California’s Proposition 29 raised key issues that are critical for public health funding. These include:

  • All money raised from Proposition 29 should be used in California.
  • 60% (about $441 million yearly would be used for cancer and tobacco-related disease research to offer grants and loans in supporting research for “prevention, early detection, treatments, complementary treatments and potential cures of lung cancer and other types of cancer, cardiovascular disease, emphysema and other tobacco-related diseases, including but not limited to coronary heart disease, and chronic obstructive lung disease.”
  • An annual fee of $110 million (about 15%) would be used to give loans and grants to enhance equipment and facilities for furthering biomedical, health, and epidemiological services to enhance the prevention, treatment, and rehabilitation of cancer and cardiovascular disease patients resulting from tobacco use. 

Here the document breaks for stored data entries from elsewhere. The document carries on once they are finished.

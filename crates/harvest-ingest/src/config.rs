//! Ingestion configuration
//!
//! Read from the environment by [`IngestConfig::from_env`]; the CLI overrides
//! individual fields afterwards and calls [`IngestConfig::validate`].

use anyhow::Context;
use std::env;
use std::str::FromStr;
use std::time::Duration;

use crate::youtube::DurationBucket;

// ============================================================================
// Ingestion Constants
// ============================================================================

pub const DEFAULT_API_BASE_URL: &str = "https://www.googleapis.com";

/// Object key prefix for nature footage
pub const PREFIX_NATURE: &str = "31638062/Nature";

/// Object key prefix for wildlife footage
pub const PREFIX_WILDLIFE: &str = "31638062/Wildlife";

pub const DEFAULT_PREFIX: &str = PREFIX_NATURE;

/// Candidates shorter than this are never queued.
pub const DEFAULT_MIN_DURATION_SECS: i64 = 120;

/// Pause between result pages to stay clear of the API quota.
pub const DEFAULT_PAGE_DELAY_SECS: u64 = 2;

/// Largest page the search endpoint serves.
pub const MAX_PAGE_SIZE: u32 = 50;

pub const DEFAULT_REQUEST_TIMEOUT_SECS: u64 = 30;

pub const DEFAULT_BUCKETS: [DurationBucket; 2] = [DurationBucket::Medium, DurationBucket::Long];

#[derive(Debug, Clone)]
pub struct IngestConfig {
    pub api_key: String,
    /// Scheme and host of the Data API; tests point this at a mock server
    pub api_base_url: String,
    pub prefix: String,
    pub version: Option<String>,
    pub min_duration_secs: i64,
    pub page_delay: Duration,
    /// Per-bucket page cap; `None` follows `nextPageToken` to the end
    pub max_pages: Option<u32>,
    pub page_size: u32,
    pub request_timeout: Duration,
    pub buckets: Vec<DurationBucket>,
}

impl IngestConfig {
    /// Defaults for everything except the API key
    pub fn new(api_key: impl Into<String>) -> Self {
        Self {
            api_key: api_key.into(),
            api_base_url: DEFAULT_API_BASE_URL.to_string(),
            prefix: DEFAULT_PREFIX.to_string(),
            version: None,
            min_duration_secs: DEFAULT_MIN_DURATION_SECS,
            page_delay: Duration::from_secs(DEFAULT_PAGE_DELAY_SECS),
            max_pages: None,
            page_size: MAX_PAGE_SIZE,
            request_timeout: Duration::from_secs(DEFAULT_REQUEST_TIMEOUT_SECS),
            buckets: DEFAULT_BUCKETS.to_vec(),
        }
    }

    pub fn from_env() -> anyhow::Result<Self> {
        let api_key = env::var("YOUTUBE_API_KEY").context("YOUTUBE_API_KEY must be set")?;

        let mut config = Self::new(api_key);
        if let Ok(url) = env::var("YOUTUBE_API_BASE_URL") {
            config.api_base_url = url;
        }
        if let Ok(prefix) = env::var("INGEST_PREFIX") {
            config.prefix = prefix;
        }
        config.version = env::var("INGEST_VERSION").ok().filter(|v| !v.is_empty());
        config.min_duration_secs = env_or("INGEST_MIN_DURATION_SECS", DEFAULT_MIN_DURATION_SECS);
        config.page_delay =
            Duration::from_secs(env_or("INGEST_PAGE_DELAY_SECS", DEFAULT_PAGE_DELAY_SECS));
        config.max_pages = env::var("INGEST_MAX_PAGES")
            .ok()
            .and_then(|s| s.trim().parse().ok());

        Ok(config)
    }

    pub fn validate(&self) -> anyhow::Result<()> {
        if self.api_key.trim().is_empty() {
            anyhow::bail!("YOUTUBE_API_KEY cannot be empty");
        }

        if self.api_base_url.is_empty() {
            anyhow::bail!("YOUTUBE_API_BASE_URL cannot be empty");
        }

        if self.prefix.trim_matches('/').is_empty() {
            anyhow::bail!("Ingest prefix cannot be empty");
        }

        if self.min_duration_secs < 0 {
            anyhow::bail!("INGEST_MIN_DURATION_SECS cannot be negative");
        }

        if self.page_size == 0 || self.page_size > MAX_PAGE_SIZE {
            anyhow::bail!("Page size must be between 1 and {}", MAX_PAGE_SIZE);
        }

        if self.max_pages == Some(0) {
            anyhow::bail!("INGEST_MAX_PAGES must be greater than 0");
        }

        if self.buckets.is_empty() {
            anyhow::bail!("At least one duration bucket is required");
        }

        Ok(())
    }

    /// Watch page handed to the downloader
    pub fn watch_url(video_id: &str) -> String {
        format!("https://www.youtube.com/watch?v={video_id}")
    }
}

fn env_or<T: FromStr>(key: &str, default: T) -> T {
    env::var(key)
        .ok()
        .and_then(|s| s.trim().parse().ok())
        .unwrap_or(default)
}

  • $147 million annual fee, which is about 20% to be used in the state tobacco cessation and prevention program. 80% of these funds would go to the California Department of Public Health while 20% to the California Department of Education for reducing and preventing tobacco use programs and initiatives. 

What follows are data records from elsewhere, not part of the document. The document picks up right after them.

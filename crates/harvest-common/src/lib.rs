//! Harvest Common Library
#![deny(clippy::unwrap_used, clippy::expect_used)]
//!
//! Shared types, logging and error handling for the harvest workspace.
//!
//! # Overview
//!
//! - **Types**: the persisted [`types::Job`] record, its [`types::JobStatus`]
//!   lifecycle and the transition rules every store implementation enforces
//! - **Logging**: one `tracing` subscriber setup used by every binary
//! - **Error Handling**: the shared [`HarvestError`] type
//!
//! # Example
//!
//! ```no_run
//! use harvest_common::types::JobStatus;
//!
//! assert!(JobStatus::Pending.can_transition_to(JobStatus::Cooking));
//! assert!(!JobStatus::Completed.can_transition_to(JobStatus::Pending));
//! ```

pub mod error;
pub mod logging;
pub mod types;

// Re-export commonly used types
pub use error::{HarvestError, Result};
pub use types::{Job, JobStatus, NewJob, StatusCounts};
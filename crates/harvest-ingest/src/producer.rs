//! Ingestion producer
//!
//! Pages through search results for every query and duration bucket, drops
//! ids the store already knows, resolves durations for the rest and inserts
//! the candidates that are long enough as pending jobs.
//!
//! Failures are contained per bucket: a search or duration lookup error
//! abandons the current bucket and the run moves on to the next one. A job
//! store error only loses the current page.

use harvest_common::NewJob;
use harvest_worker::db::JobStore;
use std::collections::{HashMap, HashSet};
use std::sync::Arc;
use tracing::{error, info, instrument, warn};

use crate::config::IngestConfig;
use crate::error::IngestError;
use crate::youtube::{DurationBucket, SearchItem, VideoSearch};

/// Counters for one ingestion run
#[derive(Debug, Clone, Copy, Default, PartialEq, Eq)]
pub struct IngestStats {
    pub pages_fetched: u64,
    pub candidates_seen: u64,
    /// Already present in the store, skipped before the duration lookup
    pub already_known: u64,
    /// Too short, or unknown to the duration lookup
    pub filtered_out: u64,
    pub inserted: u64,
    /// Pages whose store calls failed
    pub failed_batches: u64,
    /// Buckets abandoned after a search or lookup error
    pub failed_buckets: u64,
}

impl IngestStats {
    fn absorb(&mut self, page: PageStats) {
        self.pages_fetched += 1;
        self.candidates_seen += page.candidates;
        self.already_known += page.already_known;
        self.filtered_out += page.filtered_out;
        self.inserted += page.inserted;
        if page.store_failed {
            self.failed_batches += 1;
        }
    }
}

#[derive(Debug, Default)]
struct PageStats {
    candidates: u64,
    already_known: u64,
    filtered_out: u64,
    inserted: u64,
    store_failed: bool,
}

/// Build pending jobs for the items whose duration meets the minimum.
///
/// Items missing from `durations` are dropped.
pub fn select_candidates(
    items: &[SearchItem],
    durations: &HashMap<String, i64>,
    config: &IngestConfig,
) -> Vec<NewJob> {
    items
        .iter()
        .filter_map(|item| {
            let secs = *durations.get(&item.id)?;
            if secs < config.min_duration_secs {
                return None;
            }
            Some(
                NewJob::new(&item.id, IngestConfig::watch_url(&item.id), &config.prefix)
                    .with_title(&item.title)
                    .with_duration(secs)
                    .with_version(config.version.clone()),
            )
        })
        .collect()
}

pub struct IngestionProducer {
    search: Arc<dyn VideoSearch>,
    store: Arc<dyn JobStore>,
    config: IngestConfig,
}

impl IngestionProducer {
    pub fn new(
        search: Arc<dyn VideoSearch>,
        store: Arc<dyn JobStore>,
        config: IngestConfig,
    ) -> Self {
        Self {
            search,
            store,
            config,
        }
    }

    pub fn config(&self) -> &IngestConfig {
        &self.config
    }

    /// Ingest every query across every configured bucket
    pub async fn run(&self, queries: &[String]) -> IngestStats {
        let mut stats = IngestStats::default();

        'queries: for query in queries {
            for &bucket in &self.config.buckets {
                match self.ingest_bucket(query, bucket, &mut stats).await {
                    Ok(pages) => {
                        info!(query = %query, bucket = %bucket, pages, "Bucket ingested");
                    }
                    Err(e) => {
                        stats.failed_buckets += 1;
                        error!(query = %query, bucket = %bucket, error = %e, "Bucket aborted");
                        if e.is_quota_exhausted() {
                            warn!("API quota exhausted, stopping ingestion");
                            break 'queries;
                        }
                    }
                }
            }
        }

        info!(
            pages = stats.pages_fetched,
            candidates = stats.candidates_seen,
            already_known = stats.already_known,
            filtered_out = stats.filtered_out,
            inserted = stats.inserted,
            failed_batches = stats.failed_batches,
            failed_buckets = stats.failed_buckets,
            "Ingestion finished"
        );

        stats
    }

    /// Follow `nextPageToken` through one bucket, returning the pages fetched
    #[instrument(skip(self, stats), fields(prefix = %self.config.prefix))]
    pub async fn ingest_bucket(
        &self,
        query: &str,
        bucket: DurationBucket,
        stats: &mut IngestStats,
    ) -> Result<u32, IngestError> {
        let mut page_token: Option<String> = None;
        let mut pages: u32 = 0;

        loop {
            if self.config.max_pages.is_some_and(|max| pages >= max) {
                info!(pages, "Page limit reached");
                break;
            }

            let page = self
                .search
                .search(query, page_token.as_deref(), bucket)
                .await?;
            pages += 1;

            let page_stats = self.ingest_page(&page.items).await?;
            stats.absorb(page_stats);

            match page.next_page_token {
                Some(token) => page_token = Some(token),
                None => break,
            }

            if !self.config.page_delay.is_zero() {
                tokio::time::sleep(self.config.page_delay).await;
            }
        }

        Ok(pages)
    }

    /// Store the qualifying items of one page.
    ///
    /// Only duration lookup errors propagate; store errors are logged and
    /// recorded in the returned stats.
    async fn ingest_page(&self, items: &[SearchItem]) -> Result<PageStats, IngestError> {
        let mut page = PageStats {
            candidates: items.len() as u64,
            ..PageStats::default()
        };

        let mut seen = HashSet::new();
        let unique: Vec<&SearchItem> = items.iter().filter(|i| seen.insert(&i.id)).collect();
        let ids: Vec<String> = unique.iter().map(|i| i.id.clone()).collect();

        let known = match self.store.existing_ids(&ids).await {
            Ok(known) => known,
            Err(e) => {
                error!(error = %e, "Failed to check existing jobs");
                page.store_failed = true;
                return Ok(page);
            }
        };
        page.already_known = (items.len() - unique.len()) as u64 + known.len() as u64;

        let fresh: Vec<SearchItem> = unique
            .into_iter()
            .filter(|i| !known.contains(&i.id))
            .cloned()
            .collect();
        if fresh.is_empty() {
            return Ok(page);
        }

        let fresh_ids: Vec<String> = fresh.iter().map(|i| i.id.clone()).collect();
        let durations = self.search.durations(&fresh_ids).await?;

        let jobs = select_candidates(&fresh, &durations, &self.config);
        page.filtered_out = (fresh.len() - jobs.len()) as u64;
        if jobs.is_empty() {
            return Ok(page);
        }

        match self.store.insert_new(&jobs).await {
            Ok(inserted) => page.inserted = inserted,
            Err(e) => {
                error!(error = %e, jobs = jobs.len(), "Failed to insert jobs");
                page.store_failed = true;
            }
        }

        Ok(page)
    }
}
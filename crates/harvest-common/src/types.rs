//! Job domain types shared by the worker and the ingestion producer

use chrono::{DateTime, Utc};
use serde::{Deserialize, Serialize};
use std::str::FromStr;

use crate::error::HarvestError;

// ============================================================================
// Job Status
// ============================================================================

/// Lifecycle state of a job row.
///
/// The only legal path is `Pending -> Cooking -> {Completed, Failed}`.
/// `Completed` and `Failed` are terminal.
#[derive(Debug, Clone, Copy, PartialEq, Eq, Hash, Serialize, Deserialize)]
#[serde(rename_all = "snake_case")]
pub enum JobStatus {
    Pending,
    Cooking,
    Failed,
    Completed,
}

impl JobStatus {
    /// Every status, in lifecycle order
    pub const ALL: [JobStatus; 4] = [
        JobStatus::Pending,
        JobStatus::Cooking,
        JobStatus::Failed,
        JobStatus::Completed,
    ];

    pub fn as_str(&self) -> &'static str {
        match self {
            JobStatus::Pending => "pending",
            JobStatus::Cooking => "cooking",
            JobStatus::Failed => "failed",
            JobStatus::Completed => "completed",
        }
    }

    pub fn is_terminal(self) -> bool {
        matches!(self, JobStatus::Completed | JobStatus::Failed)
    }

    /// Whether `self -> next` is an edge of the lifecycle graph
    pub fn can_transition_to(self, next: JobStatus) -> bool {
        matches!(
            (self, next),
            (JobStatus::Pending, JobStatus::Cooking)
                | (JobStatus::Cooking, JobStatus::Completed)
                | (JobStatus::Cooking, JobStatus::Failed)
        )
    }

    /// The single status a row must be in to move into `self`.
    ///
    /// `None` for `Pending`, which is only ever an insertion state.
    pub fn predecessor(self) -> Option<JobStatus> {
        match self {
            JobStatus::Pending => None,
            JobStatus::Cooking => Some(JobStatus::Pending),
            JobStatus::Completed | JobStatus::Failed => Some(JobStatus::Cooking),
        }
    }
}

impl FromStr for JobStatus {
    type Err = HarvestError;

    fn from_str(s: &str) -> Result<Self, Self::Err> {
        match s {
            "pending" => Ok(JobStatus::Pending),
            "cooking" => Ok(JobStatus::Cooking),
            "failed" => Ok(JobStatus::Failed),
            "completed" => Ok(JobStatus::Completed),
            other => Err(HarvestError::InvalidStatus(other.to_string())),
        }
    }
}

impl std::fmt::Display for JobStatus {
    fn fmt(&self, f: &mut std::fmt::Formatter<'_>) -> std::fmt::Result {
        f.write_str(self.as_str())
    }
}

// ============================================================================
// Job Records
// ============================================================================

/// A persisted job (maps to the `videos` table)
#[derive(Debug, Clone, PartialEq, Eq, Serialize, Deserialize)]
pub struct Job {
    /// Externally supplied identifier (the video id)
    pub id: String,
    pub title: String,
    /// Source locator handed to the downloader
    pub url: String,
    pub duration_secs: Option<i64>,
    /// Grouping tag; becomes the object key prefix on upload
    pub prefix: String,
    /// Variant tag that changes output naming (`v1` -> `_v2` suffix)
    pub version: Option<String>,
    pub status: JobStatus,
    /// Set on `Pending -> Cooking`
    pub start_at: Option<DateTime<Utc>>,
    /// Set on entering a terminal state
    pub end_at: Option<DateTime<Utc>>,
    pub last_error: Option<String>,
    pub created_at: DateTime<Utc>,
}

/// A candidate job produced by ingestion, inserted as `Pending`
#[derive(Debug, Clone, PartialEq, Eq, Serialize, Deserialize)]
pub struct NewJob {
    pub id: String,
    pub title: String,
    pub url: String,
    pub duration_secs: Option<i64>,
    pub prefix: String,
    pub version: Option<String>,
}

impl NewJob {
    pub fn new(id: impl Into<String>, url: impl Into<String>, prefix: impl Into<String>) -> Self {
        Self {
            id: id.into(),
            title: String::new(),
            url: url.into(),
            duration_secs: None,
            prefix: prefix.into(),
            version: None,
        }
    }

    pub fn with_title(mut self, title: impl Into<String>) -> Self {
        self.title = title.into();
        self
    }

    pub fn with_duration(mut self, secs: i64) -> Self {
        self.duration_secs = Some(secs);
        self
    }

    pub fn with_version(mut self, version: Option<String>) -> Self {
        self.version = version;
        self
    }
}

/// Number of rows per status
#[derive(Debug, Clone, Copy, Default, PartialEq, Eq, Serialize, Deserialize)]
pub struct StatusCounts {
    pub pending: i64,
    pub cooking: i64,
    pub failed: i64,
    pub completed: i64,
}

impl StatusCounts {
    pub fn get(&self, status: JobStatus) -> i64 {
        match status {
            JobStatus::Pending => self.pending,
            JobStatus::Cooking => self.cooking,
            JobStatus::Failed => self.failed,
            JobStatus::Completed => self.completed,
        }
    }

    pub fn set(&mut self, status: JobStatus, count: i64) {
        match status {
            JobStatus::Pending => self.pending = count,
            JobStatus::Cooking => self.cooking = count,
            JobStatus::Failed => self.failed = count,
            JobStatus::Completed => self.completed = count,
        }
    }

    pub fn total(&self) -> i64 {
        self.pending + self.cooking + self.failed + self.completed
    }
}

  • An annual fee of $22 million, which is about 3% would go to tobacco law enforcement. The money would be used to strengthen law enforcement by preventing tobacco smuggling, counterfeit tobacco products, cigarette smuggling, tax evasion, and minimizing illegal tobacco products, and providing technical assistance and law enforcement training for tobacco-related activities. 
  • On a yearly basis, $15 million, which is about 2% would be used for administrative purposes on tobacco-related activities in California. 

Another study suggests that Prop 29 would have not only saved lives, invested in cancer research, and protected kids, but also saved over %80 million spent on healthcare costs in five years. It could also have saved over $5 billion in the long term through the reduction in young and adult smoking. 

Moreover, 12,000 new jobs could have been created in research and California would benefit from $1.9 billion in new economic activities. The $800 million that is always taken out of the state to tobacco companies would be channeled back into the economy to improve California’s economy.